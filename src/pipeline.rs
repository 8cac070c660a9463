//! Filter → group → join → export, once per filter variant.

use chrono::{DateTime, Utc};
use serde::Serialize;
use std::path::PathBuf;
use tracing::{info, warn};

use crate::aggregate::{aggregate, count_by_site};
use crate::config::{EmptySubsetPolicy, PipelineConfig};
use crate::error::{PipelineError, Result};
use crate::filter::{FilterExpression, NodeFieldMode, apply_filters};
use crate::join::unmatched_sites;
use crate::loader::Datasets;
use crate::metrics::{Observer, Timer};
use crate::output::{ExportTarget, OutputFormat, export};

/// Per-run choices made on the command line.
#[derive(Debug, Clone)]
pub struct RunOptions {
    pub filter: FilterExpression,
    pub mode: NodeFieldMode,
    pub normalise: bool,
    pub formats: Vec<OutputFormat>,
    pub output: PathBuf,
}

/// Files written for one filter variant.
#[derive(Debug, Clone, Serialize)]
pub struct Artifact {
    pub label: String,
    pub patients: usize,
    pub sites: usize,
    pub paths: Vec<PathBuf>,
}

#[derive(Debug, Clone, Serialize)]
pub struct RunReport {
    pub started_at: DateTime<Utc>,
    pub filter: String,
    pub normalised: bool,
    pub artifacts: Vec<Artifact>,
    /// Labels of variants that matched no patients and were not written.
    pub skipped: Vec<String>,
}

/// Checks the patient table has the site-key columns before anything runs.
fn validate_schema(data: &Datasets, config: &PipelineConfig) -> Result<()> {
    for column in config.patient_columns.site_key() {
        if !data.patients.has_column(column) {
            return Err(PipelineError::MissingColumn {
                table: "patient",
                column: column.to_string(),
            });
        }
    }
    Ok(())
}

#[tracing::instrument(skip_all, fields(filter = %options.filter, normalise = options.normalise))]
pub fn run(
    data: &Datasets,
    config: &PipelineConfig,
    options: &RunOptions,
    observer: &dyn Observer,
) -> Result<RunReport> {
    let _timer = Timer::start(observer, "pipeline.run");
    let started_at = Utc::now();

    validate_schema(data, config)?;
    observer.counter("patients.total", "", data.patients.len() as u64);

    let subsets = {
        let _timer = Timer::start(observer, "pipeline.filter");
        apply_filters(
            &data.patients,
            &options.filter,
            options.mode,
            &config.patient_columns.node_fields,
        )?
    };

    let mut report = RunReport {
        started_at,
        filter: options.filter.to_string(),
        normalised: options.normalise,
        artifacts: Vec::new(),
        skipped: Vec::new(),
    };

    for variant in subsets {
        observer.counter("subset.size", &variant.label, variant.subset.len() as u64);

        if variant.subset.is_empty() && config.empty_subset == EmptySubsetPolicy::Skip {
            warn!(label = %variant.label, "No patients matched, skipping output");
            report.skipped.push(variant.label);
            continue;
        }

        let sites = {
            let _timer = Timer::start(observer, "pipeline.aggregate");
            aggregate(
                &variant.subset,
                &variant.population,
                &data.reference,
                options.normalise,
                config.join,
                &config.patient_columns,
            )?
        };

        let grouped = count_by_site(&variant.subset, &config.patient_columns)?;
        let unmatched = unmatched_sites(&grouped, &data.reference);
        if unmatched > 0 {
            warn!(label = %variant.label, unmatched, "Patient sites missing from the reference table");
        }
        observer.counter("sites.unmatched", &variant.label, unmatched as u64);

        let group = variant.tag.as_deref().unwrap_or(&config.group_name);
        let paths = export(
            &sites,
            &options.formats,
            ExportTarget {
                base: &options.output,
                tag: variant.tag.as_deref(),
                normalised: options.normalise,
                group,
            },
        )?;
        observer.counter("files.written", &variant.label, paths.len() as u64);

        report.artifacts.push(Artifact {
            label: variant.label,
            patients: variant.subset.len(),
            sites: sites.len(),
            paths,
        });
    }

    info!(
        artifacts = report.artifacts.len(),
        skipped = report.skipped.len(),
        "Run complete"
    );
    Ok(report)
}

#[cfg(test)]
mod tests {
    use super::*;
    use crate::metrics::RecordingObserver;
    use crate::site::{Coordinates, SiteKey, SiteReference};
    use crate::table::{Cell, Table};
    use std::env;
    use std::fs;

    fn datasets() -> Datasets {
        let mut patients = Table::new(
            ["id", "Map", "X", "Y", "Node Fields", "Age"]
                .map(String::from)
                .to_vec(),
        );
        for row in [
            ["1", "1", "0", "0", "ro", "60"],
            ["2", "1", "0", "0", "rposta", "60"],
            ["3", "1", "5", "5", "ro", "30"],
        ] {
            patients.push_row(row.map(Cell::parse).to_vec());
        }

        Datasets {
            patients,
            reference: vec![
                SiteReference {
                    key: SiteKey::new(1, 0, 0),
                    coordinates: Coordinates { x: 1.0, y: 1.0, z: 1.0 },
                },
                SiteReference {
                    key: SiteKey::new(1, 1, 1),
                    coordinates: Coordinates { x: 2.0, y: 2.0, z: 2.0 },
                },
            ],
        }
    }

    fn options(filter: &str, dir: &str) -> RunOptions {
        RunOptions {
            filter: filter.parse().unwrap(),
            mode: NodeFieldMode::Expand,
            normalise: false,
            formats: vec![OutputFormat::Ipdata],
            output: env::temp_dir().join(dir).join("melanoma"),
        }
    }

    #[test]
    fn test_empty_variant_is_skipped_by_default() {
        let observer = RecordingObserver::new();
        let options = options("Node Fields=ro,lc5", "melanoma_sites_test_skip");

        let report = run(&datasets(), &PipelineConfig::default(), &options, &observer).unwrap();

        assert_eq!(report.artifacts.len(), 1);
        assert_eq!(report.artifacts[0].label, "ro");
        assert_eq!(report.skipped, ["lc5"]);
        assert_eq!(
            observer.counter_values("subset.size"),
            vec![("ro".to_string(), 2), ("lc5".to_string(), 0)]
        );
        assert_eq!(observer.counter_values("sites.unmatched")[0].1, 1);
        fs::remove_dir_all(env::temp_dir().join("melanoma_sites_test_skip")).unwrap();
    }

    #[test]
    fn test_empty_variant_is_written_when_configured() {
        let config = PipelineConfig {
            empty_subset: EmptySubsetPolicy::Emit,
            ..PipelineConfig::default()
        };
        let options = options("Age>70", "melanoma_sites_test_emit");

        let report = run(&datasets(), &config, &options, &RecordingObserver::new()).unwrap();

        assert!(report.skipped.is_empty());
        let text = fs::read_to_string(&report.artifacts[0].paths[0]).unwrap();
        assert_eq!(text.lines().count(), 3);
        assert!(text.lines().skip(1).all(|l| l.split('\t').nth(4) == Some("0.0000")));
        fs::remove_dir_all(env::temp_dir().join("melanoma_sites_test_emit")).unwrap();
    }

    #[test]
    fn test_unknown_field_stops_before_writing() {
        let options = options("Stage=II", "melanoma_sites_test_unknown");
        let err = run(
            &datasets(),
            &PipelineConfig::default(),
            &options,
            &RecordingObserver::new(),
        )
        .unwrap_err();

        assert!(err.to_string().contains("column Stage not known"));
        assert!(!env::temp_dir().join("melanoma_sites_test_unknown").exists());
    }

    #[test]
    fn test_missing_site_column_is_reported() {
        let mut config = PipelineConfig::default();
        config.patient_columns.map = "Body map".into();

        let err = run(
            &datasets(),
            &config,
            &options("Age>50", "melanoma_sites_test_schema"),
            &RecordingObserver::new(),
        )
        .unwrap_err();

        assert!(matches!(err, PipelineError::MissingColumn { table: "patient", .. }));
    }
}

----------

> _PROMPT_:
Would you write out all the records exactly as they read?

> _RESULT OF THIS TASK_:
filename src/pipeline.rs
repository 8cac070c660a9463
//! Filter → group → join → export, once per filter variant.

use chrono::{DateTime, Utc};
use serde::Serialize;
use std::path::PathBuf;
use tracing::{info, warn};

use crate::aggregate::{aggregate, count_by_site};
use crate::config::{EmptySubsetPolicy, PipelineConfig};
use crate::error::{PipelineError, Result};
use crate::filter::{FilterExpression, NodeFieldMode, apply_filters};
use crate::join::unmatched_sites;
use crate::loader::Datasets;
use crate::metrics::{Observer, Timer};
use crate::output::{ExportTarget, OutputFormat, export};

/// Per-run choices made on the command line.
#[derive(Debug, Clone)]
pub struct RunOptions {
    pub filter: FilterExpression,
    pub mode: NodeFieldMode,
    pub normalise: bool,
    pub formats: Vec<OutputFormat>,
    pub output: PathBuf,
}

/// Files written for one filter variant.
#[derive(Debug, Clone, Serialize)]
pub struct Artifact {
    pub label: String,
    pub patients: usize,
    pub sites: usize,
    pub paths: Vec<PathBuf>,
}

#[derive(Debug, Clone, Serialize)]
pub struct RunReport {
    pub started_at: DateTime<Utc>,
    pub filter: String,
    pub normalised: bool,
    pub artifacts: Vec<Artifact>,
    /// Labels of variants that matched no patients and were not written.
    pub skipped: Vec<String>,
}

/// Checks the patient table has the site-key columns before anything runs.
fn validate_schema(data: &Datasets, config: &PipelineConfig) -> Result<()> {
    for column in config.patient_columns.site_key() {
        if !data.patients.has_column(column) {
            return Err(PipelineError::MissingColumn {
                table: "patient",
                column: column.to_string(),
            });
        }
    }
    Ok(())
}

#[tracing::instrument(skip_all, fields(filter = %options.filter, normalise = options.normalise))]
pub fn run(
    data: &Datasets,
    config: &PipelineConfig,
    options: &RunOptions,
    observer: &dyn Observer,
) -> Result<RunReport> {
    let _timer = Timer::start(observer, "pipeline.run");
    let started_at = Utc::now();

    validate_schema(data, config)?;
    observer.counter("patients.total", "", data.patients.len() as u64);

    let subsets = {
        let _timer = Timer::start(observer, "pipeline.filter");
        apply_filters(
            &data.patients,
            &options.filter,
            options.mode,
            &config.patient_columns.node_fields,
        )?
    };

    let mut report = RunReport {
        started_at,
        filter: options.filter.to_string(),
        normalised: options.normalise,
        artifacts: Vec::new(),
        skipped: Vec::new(),
    };

    for variant in subsets {
        observer.counter("subset.size", &variant.label, variant.subset.len() as u64);

        if variant.subset.is_empty() && config.empty_subset == EmptySubsetPolicy::Skip {
            warn!(label = %variant.label, "No patients matched, skipping output");
            report.skipped.push(variant.label);
            continue;
        }

        let sites = {
            let _timer = Timer::start(observer, "pipeline.aggregate");
            aggregate(
                &variant.subset,
                &variant.population,
                &data.reference,
                options.normalise,
                config.join,
                &config.patient_columns,
            )?
        };

        let grouped = count_by_site(&variant.subset, &config.patient_columns)?;
        let unmatched = unmatched_sites(&grouped, &data.reference);
        if unmatched > 0 {
            warn!(label = %variant.label, unmatched, "Patient sites missing from the reference table");
        }
        observer.counter("sites.unmatched", &variant.label, unmatched as u64);

        let group = variant.tag.as_deref().unwrap_or(&config.group_name);
        let paths = export(
            &sites,
            &options.formats,
            ExportTarget {
                base: &options.output,
                tag: variant.tag.as_deref(),
                normalised: options.normalise,
                group,
            },
        )?;
        observer.counter("files.written", &variant.label, paths.len() as u64);

        report.artifacts.push(Artifact {
            label: variant.label,
            patients: variant.subset.len(),
            sites: sites.len(),
            paths,
        });
    }

    info!(
        artifacts = report.artifacts.len(),
        skipped = report.skipped.len(),
        "Run complete"
    );
    Ok(report)
}

#[cfg(test)]
mod tests {
    use super::*;
    use crate::metrics::RecordingObserver;
    use crate::site::{Coordinates, SiteKey, SiteReference};
    use crate::table::{Cell, Table};
    use std::env;
    use std::fs;

    fn datasets() -> Datasets {
        let mut patients = Table::new(
            ["id", "Map", "X", "Y", "Node Fields", "Age"]
                .map(String::from)
                .to_vec(),
        );
        for row in [
            ["1", "1", "0", "0", "ro", "60"],
            ["2", "1", "0", "0", "rposta", "60"],
            ["3", "1", "5", "5", "ro", "30"],
        ] {
            patients.push_row(row.map(Cell::parse).to_vec());
        }

        Datasets {
            patients,
            reference: vec![
                SiteReference {
                    key: SiteKey::new(1, 0, 0),
                    coordinates: Coordinates { x: 1.0, y: 1.0, z: 1.0 },
                },
                SiteReference {
                    key: SiteKey::new(1, 1, 1),
                    coordinates: Coordinates { x: 2.0, y: 2.0, z: 2.0 },
                },
            ],
        }
    }

    fn options(filter: &str, dir: &str) -> RunOptions {
        RunOptions {
            filter: filter.parse().unwrap(),
            mode: NodeFieldMode::Expand,
            normalise: false,
            formats: vec![OutputFormat::Ipdata],
            output: env::temp_dir().join(dir).join("melanoma"),
        }
    }

    #[test]
    fn test_empty_variant_is_skipped_by_default() {
        let observer = RecordingObserver::new();
        let options = options("Node Fields=ro,lc5", "melanoma_sites_test_skip");

        let report = run(&datasets(), &PipelineConfig::default(), &options, &observer).unwrap();

        assert_eq!(report.artifacts.len(), 1);
        assert_eq!(report.artifacts[0].label, "ro");
        assert_eq!(report.skipped, ["lc5"]);
        assert_eq!(
            observer.counter_values("subset.size"),
            vec![("ro".to_string(), 2), ("lc5".to_string(), 0)]
        );
        assert_eq!(observer.counter_values("sites.unmatched")[0].1, 1);
        fs::remove_dir_all(env::temp_dir().join("melanoma_sites_test_skip")).unwrap();
    }

    #[test]
    fn test_empty_variant_is_written_when_configured() {
        let config = PipelineConfig {
            empty_subset: EmptySubsetPolicy::Emit,
            ..PipelineConfig::default()
        };
        let options = options("Age>70", "melanoma_sites_test_emit");

        let report = run(&datasets(), &config, &options, &RecordingObserver::new()).unwrap();

        assert!(report.skipped.is_empty());
        let text = fs::read_to_string(&report.artifacts[0].paths[0]).unwrap();
        assert_eq!(text.lines().count(), 3);
        assert!(text.lines().skip(1).all(|l| l.split('\t').nth(4) == Some("0.0000")));
        fs::remove_dir_all(env::temp_dir().join("melanoma_sites_test_emit")).unwrap();
    }

    #[test]
    fn test_unknown_field_stops_before_writing() {
        let options = options("Stage=II", "melanoma_sites_test_unknown");
        let err = run(
            &datasets(),
            &PipelineConfig::default(),
            &options,
            &RecordingObserver::new(),
        )
        .unwrap_err();

        assert!(err.to_string().contains("column Stage not known"));
        assert!(!env::temp_dir().join("melanoma_sites_test_unknown").exists());
    }

    #[test]
    fn test_missing_site_column_is_reported() {
        let mut config = PipelineConfig::default();
        config.patient_columns.map = "Body map".into();

        let err = run(
            &datasets(),
            &config,
            &options("Age>50", "melanoma_sites_test_schema"),
            &RecordingObserver::new(),
        )
        .unwrap_err();

        assert!(matches!(err, PipelineError::MissingColumn { table: "patient", .. }));
    }
}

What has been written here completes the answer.